**Exercise details:**
Please report how many lines in these records contain the string "points", and give nothing besides the number.

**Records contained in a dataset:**
_ _ _
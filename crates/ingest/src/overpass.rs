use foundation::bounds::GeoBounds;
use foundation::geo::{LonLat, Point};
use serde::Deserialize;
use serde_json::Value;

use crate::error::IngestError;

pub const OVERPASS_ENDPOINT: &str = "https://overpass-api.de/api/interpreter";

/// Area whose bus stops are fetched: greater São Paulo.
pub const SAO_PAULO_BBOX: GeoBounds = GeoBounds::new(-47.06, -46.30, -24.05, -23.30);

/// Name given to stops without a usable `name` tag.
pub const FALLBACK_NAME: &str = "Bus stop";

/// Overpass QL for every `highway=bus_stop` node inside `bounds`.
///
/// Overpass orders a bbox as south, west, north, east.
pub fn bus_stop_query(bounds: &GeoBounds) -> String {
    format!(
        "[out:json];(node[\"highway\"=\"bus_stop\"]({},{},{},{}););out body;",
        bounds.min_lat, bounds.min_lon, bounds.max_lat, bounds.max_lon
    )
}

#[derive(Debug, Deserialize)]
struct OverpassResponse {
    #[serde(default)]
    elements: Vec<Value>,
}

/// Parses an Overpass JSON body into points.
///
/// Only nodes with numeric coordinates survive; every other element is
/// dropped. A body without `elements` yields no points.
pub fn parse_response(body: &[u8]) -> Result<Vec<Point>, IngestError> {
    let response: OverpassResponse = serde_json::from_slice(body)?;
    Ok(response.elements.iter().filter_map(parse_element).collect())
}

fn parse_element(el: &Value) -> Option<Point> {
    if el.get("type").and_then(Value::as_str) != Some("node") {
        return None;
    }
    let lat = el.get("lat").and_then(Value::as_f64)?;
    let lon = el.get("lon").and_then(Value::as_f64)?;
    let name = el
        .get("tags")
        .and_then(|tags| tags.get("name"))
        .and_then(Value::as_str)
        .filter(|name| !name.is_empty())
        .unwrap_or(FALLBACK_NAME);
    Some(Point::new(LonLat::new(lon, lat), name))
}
_ _ _
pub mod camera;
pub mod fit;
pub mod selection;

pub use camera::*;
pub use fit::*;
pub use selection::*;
_ _ _
**Answer for this exercise:**
2